My mother-in-law said, how can marriage account for so many gains and losses? When she said this, her mother-in-law seemed to have experienced this, and her heart was also very lost. She was a little disappointed in her new marriage.
My husband asked me to persuade my mother-in-law to leave the professor and go back to her house to live a good life. My mother-in-law has a pension and doesn't worry about eating and drinking. She originally wanted to remarry. She can find a partner who is not lonely, talk together, travel together and have a happy old age. Unexpectedly, when she married a professor, she still wanted rice, oil, salt, sauce, vinegar and tea, and she became a free nanny. She doesn't regard her mother-in-law as a relative with others. What is there to miss? Isn't it sweet to come back with your children and grandchildren around your knees?
I am hesitant, I don't know how to speak, should I persuade my mother-in-law to divorce? Can an old man find his true feelings when he remarries?
@ 丫丫丫丫丫丫丫丫丫丫丫: My colleagues and I talked about my mother-in-law and lamented that it was too difficult for the elderly to remarry, and then they were separated from others by a layer and could not kiss.
First, the remarriage of the elderly is indeed a century-long problem, especially under the national conditions of our country. Many old people remarry in order to find a free nanny, and they can really find a partner emotionally. In reality, they still have to lose to the days of daily necessities.
For example, my colleague's mother-in-law will be old in the future, and her remarried stepson will not be able to support her, but she will still push it to her parents' children.

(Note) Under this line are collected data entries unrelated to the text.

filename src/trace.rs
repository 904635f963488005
//! Tracing setup for the sim binary and tests.

/// Installs the global tracing subscriber with timestamps.
///
/// Call once at the start of the binary or a test process. The filter comes
/// from `RUST_LOG`, defaulting to `conveyor=info`.
///
/// # Panics
///
/// Panics if a global subscriber is already installed.
pub fn init_tracing() {
    use tracing_subscriber::{EnvFilter, fmt, prelude::*};

    let filter =
        EnvFilter::try_from_default_env().unwrap_or_else(|_| EnvFilter::new("conveyor=info"));

    tracing_subscriber::registry()
        .with(
            fmt::layer()
                .with_target(false)
                .with_thread_names(true)
                .with_timer(fmt::time::uptime()),
        )
        .with(filter)
        .init();
}
//! Synchronization primitives coordinating producers and consumers.

pub mod sem;
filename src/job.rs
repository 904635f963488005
//! Job records and randomized service parameters.

use rand::Rng;

/// Unit of simulated work.
///
/// Created by a producer at deposit time and discarded once a consumer has
/// finished simulating it. The id is assigned from the queue's tail index at
/// insertion, so ids repeat when the buffer wraps; they are not globally
/// unique across producers.
#[derive(Debug, Clone, Copy, PartialEq, Eq)]
pub struct Job {
    /// Slot-derived identifier (`tail + 1` at deposit time).
    pub id: u32,
    /// Service time in simulated time units.
    pub duration: u64,
}

impl Job {
    #[must_use]
    pub const fn new(id: u32, duration: u64) -> Self {
        Self { id, duration }
    }
}

/// Uniform random integer in `[min, min + span)`.
///
/// `random_span(1, 10)` yields a value in `1..=10`, the model used for both
/// service durations and inter-arrival delays. Uses the thread-local
/// generator, which the OS seeds on first use.
#[must_use]
pub fn random_span(min: u64, span: u64) -> u64 {
    rand::rng().random_range(min..min + span)
}
//! Consumer worker: fetches jobs and simulates their execution.

use std::thread;

use tracing::info;

use crate::runtime::{ITEM, MUTEX, SPACE, SharedContext};

/// What a consumer accomplished before its loop ended.
///
/// Consumers have no quota; the loop only ends when the timed wait on
/// `item` expires.
#[derive(Debug, Default, Clone, Copy, PartialEq, Eq)]
pub struct ConsumerOutcome {
    /// Jobs fetched and fully executed.
    pub executed: u32,
}

/// Runs one consumer loop until the `item` wait times out.
///
/// `id` is the worker's 1-based ordinal. Execution is simulated by sleeping
/// for the job's duration; no real work is performed.
pub fn run(id: u32, ctx: &SharedContext) -> ConsumerOutcome {
    let timing = &ctx.timing;
    let mut outcome = ConsumerOutcome::default();

    while let Ok(item) = ctx.sem.timed_wait(ITEM, timing.wait_timeout) {
        let mutex = ctx.sem.wait(MUTEX);
        // SAFETY: the mutex permit serializes queue access, and the item
        // permit guarantees the slot at the head was filled by a deposit.
        let job = unsafe { ctx.queue.fetch() };
        mutex.release();

        // The vacated slot goes back to `space`.
        item.forget();
        ctx.sem.signal(SPACE);

        info!(
            consumer = id,
            job = job.id,
            duration = job.duration,
            "job executing"
        );
        thread::sleep(timing.scale(job.duration));
        outcome.executed += 1;
        info!(consumer = id, job = job.id, "job completed");
    }

    info!(consumer = id, "no more jobs left");
    outcome
}
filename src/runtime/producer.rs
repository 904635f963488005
//! Producer worker: generates jobs and deposits them into the shared queue.

use std::thread;

use tracing::info;

use crate::job::{Job, random_span};
use crate::runtime::{ITEM, MUTEX, SPACE, SharedContext};

/// What a producer accomplished before its loop ended.
#[derive(Debug, Default, Clone, Copy, PartialEq, Eq)]
pub struct ProducerOutcome {
    /// Jobs successfully deposited.
    pub deposited: u32,
    /// Whether the loop ended on a `space` timeout instead of exhausting
    /// its quota.
    pub timed_out: bool,
}

/// Runs one producer loop to completion.
///
/// `id` is the worker's 1-based ordinal, `quota` the number of jobs to
/// attempt. The loop sleeps for a randomized inter-arrival delay before each
/// attempt, then reserves a slot with a timed wait on `space`; a timeout
/// abandons the remaining quota.
pub fn run(id: u32, quota: u32, ctx: &SharedContext) -> ProducerOutcome {
    let timing = &ctx.timing;
    let mut outcome = ProducerOutcome::default();

    for _ in 0..quota {
        let (dur_min, dur_span) = timing.duration_range;
        let duration = random_span(dur_min, dur_span);

        // The inter-arrival delay happens unconditionally, before any
        // resource acquisition.
        let (delay_min, delay_span) = timing.delay_range;
        thread::sleep(timing.scale(random_span(delay_min, delay_span)));

        let Ok(space) = ctx.sem.timed_wait(SPACE, timing.wait_timeout) else {
            outcome.timed_out = true;
            info!(producer = id, "terminated due to a timeout");
            break;
        };

        let mutex = ctx.sem.wait(MUTEX);
        // SAFETY: the mutex permit serializes queue access, and the space
        // permit reserved the slot being written. The id is read under the
        // same mutex hold as the deposit, so no other producer can advance
        // the tail in between.
        let job = unsafe {
            let job = Job::new(ctx.queue.tail_index() as u32 + 1, duration);
            ctx.queue.deposit(job);
            job
        };
        mutex.release();

        // The reserved free slot is now a filled one: the space decrement
        // becomes permanent and `item` picks it up.
        space.forget();
        ctx.sem.signal(ITEM);

        outcome.deposited += 1;
        info!(
            producer = id,
            job = job.id,
            duration = job.duration,
            "job deposited"
        );
    }

    if !outcome.timed_out {
        info!(producer = id, "no more jobs to generate");
    }
    outcome
}
//! Bounded-buffer producer/consumer core.
//!
//! A fixed-capacity circular queue of jobs is shared by any number of
//! producer and consumer threads, coordinated by three counters under one
//! semaphore set:
//!
//! - `item`: filled slots (consumers wait on it)
//! - `space`: free slots (producers wait on it)
//! - `mutex`: binary lock serializing queue access
//!
//! Producers generate jobs with randomized service durations and deposit
//! them; consumers fetch jobs and simulate execution by sleeping. Workers
//! terminate themselves via a timed wait: a producer that cannot reserve a
//! slot within the deadline abandons its remaining quota, and a consumer
//! that sees no item within the deadline assumes the run is over.
//!
//! The [`runtime::Coordinator`] owns the lifecycle: it creates the semaphore
//! set and queue, spawns the workers against a shared context, joins them,
//! and aggregates their outcomes into a [`runtime::RunReport`].

pub mod config;
pub mod job;
pub mod queue;
pub mod runtime;
pub mod sync;
pub mod trace;

pub use trace::init_tracing;
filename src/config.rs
//! Run configuration and timing knobs.
//!
//! All the fixed numbers of the simulation (the 20-second worker timeout,
//! the 1–10 service-duration range, the 1–5 inter-arrival delay range) live
//! here as named defaults so tests can substitute millisecond-scale values.

use std::time::Duration;

/// How long a worker's timed wait blocks before it gives up.
pub const WAIT_TIMEOUT: Duration = Duration::from_secs(20);

/// Service-duration range as `(min, span)`: durations fall in `[min, min + span)`.
pub const DURATION_RANGE: (u64, u64) = (1, 10);

/// Inter-arrival delay range as `(min, span)`: delays fall in `[min, min + span)`.
pub const DELAY_RANGE: (u64, u64) = (1, 5);

/// Wall-clock length of one simulated time unit.
pub const TIME_UNIT: Duration = Duration::from_secs(1);

/// Identifying key for the semaphore set when none is configured.
pub const DEFAULT_SEM_KEY: u32 = 0x5E4D;

/// Timing parameters shared by every worker in a run.
#[derive(Debug, Clone, Copy, PartialEq, Eq)]
pub struct Timing {
    /// Deadline for both the producer's `space` wait and the consumer's
    /// `item` wait.
    pub wait_timeout: Duration,
    /// `(min, span)` for randomized job service durations, in time units.
    pub duration_range: (u64, u64),
    /// `(min, span)` for randomized producer inter-arrival delays, in time
    /// units.
    pub delay_range: (u64, u64),
    /// Wall-clock length of one time unit. Sleeps are `time_unit * units`.
    pub time_unit: Duration,
}

impl Timing {
    /// Converts simulated time units into wall-clock time.
    #[must_use]
    pub fn scale(&self, units: u64) -> Duration {
        self.time_unit
            .saturating_mul(u32::try_from(units).unwrap_or(u32::MAX))
    }
}

impl Default for Timing {
    fn default() -> Self {
        Self {
            wait_timeout: WAIT_TIMEOUT,
            duration_range: DURATION_RANGE,
            delay_range: DELAY_RANGE,
            time_unit: TIME_UNIT,
        }
    }
}

/// Configuration for one simulation run.
#[derive(Debug, Clone, Copy, PartialEq, Eq)]
pub struct SimConfig {
    /// Number of slots in the circular queue.
    pub capacity: usize,
    /// How many jobs each producer attempts to deposit.
    pub jobs_per_producer: u32,
    /// Number of producer threads.
    pub producers: u32,
    /// Number of consumer threads.
    pub consumers: u32,
    /// Identifying key for the run's semaphore set.
    pub sem_key: u32,
    /// Timing parameters handed to every worker.
    pub timing: Timing,
}

impl SimConfig {
    /// Builds a configuration with default key and timing.
    #[must_use]
    pub fn new(capacity: usize, jobs_per_producer: u32, producers: u32, consumers: u32) -> Self {
        Self {
            capacity,
            jobs_per_producer,
            producers,
            consumers,
            sem_key: DEFAULT_SEM_KEY,
            timing: Timing::default(),
        }
    }
}
use std::fmt::Display;

use serde::{Deserialize, Serialize};

#[derive(Debug, Clone, Copy, Serialize, Deserialize, PartialEq, Eq)]
#[serde(rename_all = "lowercase")]
pub enum OrderStatus {
    Pending,
    Completed,
    Cancelled,
}

impl OrderStatus {
    pub fn as_str(&self) -> &'static str {
        match self {
            OrderStatus::Pending => "pending",
            OrderStatus::Completed => "completed",
            OrderStatus::Cancelled => "cancelled",
        }
    }

    pub fn from_str(value: &str) -> Option<Self> {
        match value {
            "pending" => Some(OrderStatus::Pending),
            "completed" => Some(OrderStatus::Completed),
            "cancelled" => Some(OrderStatus::Cancelled),
            _ => None,
        }
    }

    /// Maps the gateway's invoice-status vocabulary onto ours. Unknown or
    /// missing statuses fall back to `Pending`.
    pub fn from_gateway_status(value: Option<&str>) -> Self {
        match value {
            Some("PAID") | Some("SETTLED") => OrderStatus::Completed,
            Some("EXPIRED") => OrderStatus::Cancelled,
            _ => OrderStatus::Pending,
        }
    }
}

impl Display for OrderStatus {
    fn fmt(&self, f: &mut std::fmt::Formatter<'_>) -> std::fmt::Result {
        f.write_str(self.as_str())
    }
}
pub mod usecases;
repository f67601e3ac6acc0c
pub mod default_routers;
pub mod error_responses;
pub mod http_serve;
pub mod routers;
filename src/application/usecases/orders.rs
use std::sync::Arc;

use thiserror::Error;
use tracing::error;
use uuid::Uuid;

use crate::domain::{
    repositories::orders::OrderRepository,
    value_objects::orders::{ListOrdersFilter, OrderDto},
};

pub const DEFAULT_PAGE_SIZE: i64 = 20;
pub const MAX_PAGE_SIZE: i64 = 100;

#[derive(Debug, Error)]
pub enum OrderError {
    #[error("order not found")]
    NotFound,
    #[error(transparent)]
    Internal(#[from] anyhow::Error),
}

impl OrderError {
    pub fn status_code(&self) -> axum::http::StatusCode {
        use axum::http::StatusCode;
        match self {
            OrderError::NotFound => StatusCode::NOT_FOUND,
            OrderError::Internal(_) => StatusCode::INTERNAL_SERVER_ERROR,
        }
    }
}

pub type OrderResult<T> = std::result::Result<T, OrderError>;

pub struct OrderUseCase<O>
where
    O: OrderRepository + Send + Sync + 'static,
{
    order_repository: Arc<O>,
}

impl<O> OrderUseCase<O>
where
    O: OrderRepository + Send + Sync + 'static,
{
    pub fn new(order_repository: Arc<O>) -> Self {
        Self { order_repository }
    }

    pub async fn get(&self, order_id: Uuid) -> OrderResult<OrderDto> {
        let order = self
            .order_repository
            .find_by_id(order_id)
            .await
            .map_err(|err| {
                error!(%order_id, db_error = ?err, "orders: failed to load");
                OrderError::Internal(err)
            })?
            .ok_or(OrderError::NotFound)?;

        Ok(OrderDto::from(order))
    }

    pub async fn list(&self, filter: ListOrdersFilter) -> OrderResult<Vec<OrderDto>> {
        let limit = filter
            .limit
            .unwrap_or(DEFAULT_PAGE_SIZE)
            .clamp(1, MAX_PAGE_SIZE);
        let skip = filter.skip.unwrap_or(0).max(0);

        let orders = self
            .order_repository
            .list(filter.user_id, limit, skip)
            .await
            .map_err(|err| {
                error!(db_error = ?err, "orders: failed to list");
                OrderError::Internal(err)
            })?;

        Ok(orders.into_iter().map(OrderDto::from).collect())
    }
}
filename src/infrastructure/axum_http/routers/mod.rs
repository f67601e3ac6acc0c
use serde::Deserialize;

use crate::{auth::AuthUser, domain::value_objects::carts::CartOwner};

pub mod admin;
pub mod auth;
pub mod carts;
pub mod orders;
pub mod payment_webhook;
pub mod products;
pub mod subscription_plans;

#[derive(Debug, Deserialize)]
pub struct SessionQuery {
    pub session_id: Option<String>,
}

/// Picks the cart identity for a request: the authenticated user wins over
/// an anonymous session id.
pub fn resolve_cart_owner(auth: Option<&AuthUser>, session_id: Option<String>) -> Option<CartOwner> {
    match (auth, session_id) {
        (Some(user), _) => Some(CartOwner::User(user.user_id)),
        (None, Some(session_id)) => Some(CartOwner::Session(session_id)),
        (None, None) => None,
    }
}
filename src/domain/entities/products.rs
use chrono::{DateTime, Utc};
use diesel::prelude::*;
use uuid::Uuid;

use crate::infrastructure::postgres::schema::products;

#[derive(Debug, Clone, Identifiable, Selectable, Queryable)]
#[diesel(table_name = products)]
pub struct ProductEntity {
    pub id: Uuid,
    pub name: String,
    pub description: String,
    pub price: i64,
    pub stock: i32,
    pub category: String,
    // JSON array of image URLs.
    pub images: serde_json::Value,
    pub created_at: DateTime<Utc>,
    pub updated_at: DateTime<Utc>,
}

#[derive(Debug, Clone, Insertable)]
#[diesel(table_name = products)]
pub struct InsertProductEntity {
    pub name: String,
    pub description: String,
    pub price: i64,
    pub stock: i32,
    pub category: String,
    pub images: serde_json::Value,
}
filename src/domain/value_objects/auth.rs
use serde::{Deserialize, Serialize};
use uuid::Uuid;

use crate::domain::entities::users::UserEntity;

#[derive(Debug, Clone, Deserialize)]
pub struct RegisterModel {
    pub name: String,
    pub email: String,
    pub password: String,
    pub address: Option<String>,
    pub phone: Option<String>,
}

#[derive(Debug, Clone, Deserialize)]
pub struct LoginModel {
    pub email: String,
    pub password: String,
}

#[derive(Debug, Clone, Serialize)]
pub struct UserSummary {
    pub id: Uuid,
    pub name: String,
    pub email: String,
    pub role: String,
}

impl From<UserEntity> for UserSummary {
    fn from(entity: UserEntity) -> Self {
        Self {
            id: entity.id,
            name: entity.name,
            email: entity.email,
            role: entity.role,
        }
    }
}

#[derive(Debug, Clone, Serialize)]
pub struct AuthResponse {
    pub access_token: String,
    pub token_type: String,
    pub user: UserSummary,
}
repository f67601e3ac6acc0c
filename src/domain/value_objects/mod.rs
pub mod auth;
pub mod carts;
pub mod checkout;
pub mod enums;
pub mod orders;
pub mod payment_webhook;
pub mod products;
pub mod subscription_plans;
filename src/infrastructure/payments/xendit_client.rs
use std::time::Duration;

use anyhow::Result;
use serde::{Deserialize, Serialize};
use tracing::error;

/// Minimal Xendit invoicing client built on reqwest.
///
/// The client performs no retries; outbound calls are bounded by the
/// configured timeout and any failure surfaces to the caller, which owns
/// the retry policy.
pub struct XenditClient {
    http: reqwest::Client,
    base_url: String,
    secret_key: String,
}

#[derive(Debug, Serialize)]
struct CreateInvoiceBody<'a> {
    external_id: &'a str,
    amount: i64,
    payer_email: &'a str,
    description: &'a str,
    currency: &'a str,
    payment_methods: &'a [String],
}

#[derive(Debug, Clone, Deserialize, PartialEq, Eq)]
pub struct CreatedInvoice {
    pub id: String,
    pub invoice_url: String,
}

impl XenditClient {
    pub fn new(base_url: String, secret_key: String, timeout: Duration) -> Result<Self> {
        let http = reqwest::Client::builder().timeout(timeout).build()?;

        Ok(Self {
            http,
            base_url,
            secret_key,
        })
    }

    async fn ensure_success(resp: reqwest::Response, context: &str) -> Result<reqwest::Response> {
        if resp.status().is_success() {
            return Ok(resp);
        }

        let status = resp.status();
        let body = match resp.text().await {
            Ok(text) if !text.is_empty() => text,
            Ok(_) => "<empty response body>".to_string(),
            Err(err) => format!("<failed to read response body: {err}>"),
        };

        error!(
            status = %status,
            response_body = %body,
            context = %context,
            "xendit api request failed"
        );

        anyhow::bail!(
            "Xendit API request failed: {} (status {}): {}",
            context,
            status,
            body
        );
    }

    /// Creates a payable invoice and returns its id and user-facing URL.
    /// https://developers.xendit.co/api-reference/#create-invoice
    pub async fn create_invoice(
        &self,
        external_id: &str,
        amount: i64,
        payer_email: &str,
        description: &str,
        currency: &str,
        payment_methods: &[String],
    ) -> Result<CreatedInvoice> {
        let body = CreateInvoiceBody {
            external_id,
            amount,
            payer_email,
            description,
            currency,
            payment_methods,
        };

        let resp = self
            .http
            .post(format!("{}/v2/invoices", self.base_url))
            .basic_auth(&self.secret_key, Some(""))
            .json(&body)
            .send()
            .await?;
        let resp = Self::ensure_success(resp, "create invoice").await?;

        let invoice: CreatedInvoice = resp.json().await?;
        Ok(invoice)
    }
}
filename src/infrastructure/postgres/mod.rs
pub mod postgres_connection;
pub mod repositories;
pub mod schema;
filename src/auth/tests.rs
use std::env;

use jsonwebtoken::{EncodingKey, Header, encode};

use super::*;

const TEST_SECRET: &str = "supersecretjwtsecretforunittesting123";

fn set_env_vars() {
    unsafe {
        env::set_var("JWT_SECRET", TEST_SECRET);
    }
}

#[test]
fn test_issue_and_validate_round_trip() {
    set_env_vars();
    let user_id = Uuid::new_v4();

    let token =
        issue_access_token(user_id, "test@example.com", "customer").expect("issuing should work");
    let claims = validate_access_token(&token).expect("freshly issued token should validate");

    assert_eq!(claims.sub, user_id.to_string());
    assert_eq!(claims.email, "test@example.com");
    assert_eq!(claims.role, "customer");
}

#[test]
fn test_validate_expired_token() {
    set_env_vars();
    let my_claims = Claims {
        sub: "123e4567-e89b-12d3-a456-426614174000".to_string(),
        email: "test@example.com".to_string(),
        role: "customer".to_string(),
        exp: 1, // past
    };

    let token = encode(
        &Header::default(),
        &my_claims,
        &EncodingKey::from_secret(TEST_SECRET.as_bytes()),
    )
    .unwrap();

    let result = validate_access_token(&token);
    assert!(result.is_err());
}

#[test]
fn test_validate_invalid_signature() {
    set_env_vars();
    let my_claims = Claims {
        sub: "123e4567-e89b-12d3-a456-426614174000".to_string(),
        email: "test@example.com".to_string(),
        role: "customer".to_string(),
        exp: 9999999999,
    };

    let token = encode(
        &Header::default(),
        &my_claims,
        &EncodingKey::from_secret(b"wrongsecret"),
    )
    .unwrap();

    let result = validate_access_token(&token);
    assert!(result.is_err());
}
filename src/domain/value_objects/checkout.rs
use serde::{Deserialize, Serialize};
use uuid::Uuid;

use crate::domain::value_objects::enums::payment_methods::PaymentMethod;

#[derive(Debug, Clone, Deserialize)]
pub struct CheckoutModel {
    pub user_email: String,
    pub payment_method: PaymentMethod,
}

#[derive(Debug, Clone, Serialize)]
pub struct CheckoutResponse {
    pub order_id: Uuid,
    pub payment_url: String,
    pub total_amount: i64,
}
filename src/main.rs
use tracing::error;

#[tokio::main]
async fn main() {
    if let Err(error) = storefront::run().await {
        error!("Server exited with error: {}", error);
        std::process::exit(1);
    }
}
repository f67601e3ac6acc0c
use std::sync::Arc;

use thiserror::Error;
use tracing::{error, info, warn};
use uuid::Uuid;

use crate::domain::{
    entities::cart_items::InsertCartItemEntity,
    repositories::{carts::CartRepository, products::ProductRepository},
    value_objects::{
        carts::{AddCartItemModel, CartDto, CartLineDto, CartOwner},
        products::ProductDto,
    },
};

#[derive(Debug, Error)]
pub enum CartError {
    #[error("product not found")]
    ProductNotFound,
    #[error("quantity must be at least 1")]
    InvalidQuantity,
    #[error("insufficient stock: {available} available")]
    InsufficientStock { available: i32 },
    #[error("cart item not found")]
    LineNotFound,
    #[error(transparent)]
    Internal(#[from] anyhow::Error),
}

impl CartError {
    pub fn status_code(&self) -> axum::http::StatusCode {
        use axum::http::StatusCode;
        match self {
            CartError::ProductNotFound | CartError::LineNotFound => StatusCode::NOT_FOUND,
            CartError::InvalidQuantity | CartError::InsufficientStock { .. } => {
                StatusCode::BAD_REQUEST
            }
            CartError::Internal(_) => StatusCode::INTERNAL_SERVER_ERROR,
        }
    }
}

pub type CartResult<T> = std::result::Result<T, CartError>;

pub struct CartUseCase<C, P>
where
    C: CartRepository + Send + Sync + 'static,
    P: ProductRepository + Send + Sync + 'static,
{
    cart_repository: Arc<C>,
    product_repository: Arc<P>,
}

impl<C, P> CartUseCase<C, P>
where
    C: CartRepository + Send + Sync + 'static,
    P: ProductRepository + Send + Sync + 'static,
{
    pub fn new(cart_repository: Arc<C>, product_repository: Arc<P>) -> Self {
        Self {
            cart_repository,
            product_repository,
        }
    }

    /// Adds a product to the owner's cart, folding into an existing line for
    /// the same product. The line price is snapshotted from the catalog at
    /// add time.
    pub async fn add_item(&self, owner: CartOwner, model: AddCartItemModel) -> CartResult<()> {
        if model.quantity < 1 {
            return Err(CartError::InvalidQuantity);
        }

        let product = self
            .product_repository
            .find_by_id(model.product_id)
            .await
            .map_err(|err| {
                error!(product_id = %model.product_id, db_error = ?err, "cart: failed to load product");
                CartError::Internal(err)
            })?
            .ok_or(CartError::ProductNotFound)?;

        let existing = self
            .cart_repository
            .find_line(&owner, model.product_id)
            .await
            .map_err(|err| {
                error!(db_error = ?err, "cart: failed to look up line");
                CartError::Internal(err)
            })?;

        let requested = existing.as_ref().map_or(0, |line| line.quantity) + model.quantity;
        if requested > product.stock {
            warn!(
                product_id = %product.id,
                requested,
                available = product.stock,
                "cart: add rejected, not enough stock"
            );
            return Err(CartError::InsufficientStock {
                available: product.stock,
            });
        }

        match existing {
            Some(line) => {
                self.cart_repository
                    .set_quantity(line.id, requested)
                    .await
                    .map_err(|err| {
                        error!(line_id = %line.id, db_error = ?err, "cart: failed to bump quantity");
                        CartError::Internal(err)
                    })?;
            }
            None => {
                let (user_id, session_id) = match &owner {
                    CartOwner::User(user_id) => (Some(*user_id), None),
                    CartOwner::Session(session_id) => (None, Some(session_id.clone())),
                };

                self.cart_repository
                    .insert_line(InsertCartItemEntity {
                        user_id,
                        session_id,
                        product_id: product.id,
                        quantity: model.quantity,
                        price: product.price,
                    })
                    .await
                    .map_err(|err| {
                        error!(db_error = ?err, "cart: failed to insert line");
                        CartError::Internal(err)
                    })?;
            }
        }

        info!(product_id = %product.id, quantity = model.quantity, "cart: item added");

        Ok(())
    }

    pub async fn get_cart(&self, owner: CartOwner) -> CartResult<CartDto> {
        let lines = self
            .cart_repository
            .find_by_owner(&owner)
            .await
            .map_err(|err| {
                error!(db_error = ?err, "cart: failed to load");
                CartError::Internal(err)
            })?;

        let mut items = Vec::with_capacity(lines.len());
        let mut total: i64 = 0;

        for line in lines {
            let product = self
                .product_repository
                .find_by_id(line.product_id)
                .await
                .map_err(|err| {
                    error!(product_id = %line.product_id, db_error = ?err, "cart: failed to load product");
                    CartError::Internal(err)
                })?;

            let Some(product) = product else {
                warn!(
                    product_id = %line.product_id,
                    "cart: line references a vanished product, hiding it"
                );
                continue;
            };

            let line_total = i64::from(line.quantity) * line.price;
            total += line_total;
            items.push(CartLineDto {
                id: line.id,
                product: ProductDto::from(product),
                quantity: line.quantity,
                price: line.price,
                total: line_total,
            });
        }

        Ok(CartDto { items, total })
    }

    pub async fn remove_item(&self, line_id: Uuid) -> CartResult<()> {
        let deleted = self
            .cart_repository
            .delete_line(line_id)
            .await
            .map_err(|err| {
                error!(%line_id, db_error = ?err, "cart: failed to delete line");
                CartError::Internal(err)
            })?;

        if deleted == 0 {
            return Err(CartError::LineNotFound);
        }

        info!(%line_id, "cart: item removed");

        Ok(())
    }
}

Second, the old people have a pension, which is enough for them to support themselves. I suggest being cautious about remarriage. There are many old people around me who only talk about feelings and don't get married, and they have emotional comfort for each other. However, when it comes to marriage, it is much more cautious, because each of them has a large number of children. Once you get married, you will face the problem of the ownership of your own property, which will lead to some unnecessary contradictions. This is also a social problem. Old people seem to have lost the qualification to talk about marriage. It is also a pity that many elderly lovers can't hold hands because of their children's problems.
Third, it is better to tear down ten temples than ruin a marriage. Colleagues want to persuade her mother-in-law to divorce and stay away from trouble. The starting point is also good. But now this marriage is like a chicken rib. It seems that my mother-in-law still has emotional attachment to the professor. When she is strong, her mother-in-law thinks that she will pay more for the happiness in her later years. Her ideas are full and the reality is very skinny. In the face of interests, no one will give up easily.
Let's talk about it Do you want to persuade your mother-in-law to divorce? Is it necessary to maintain such a marriage until old age?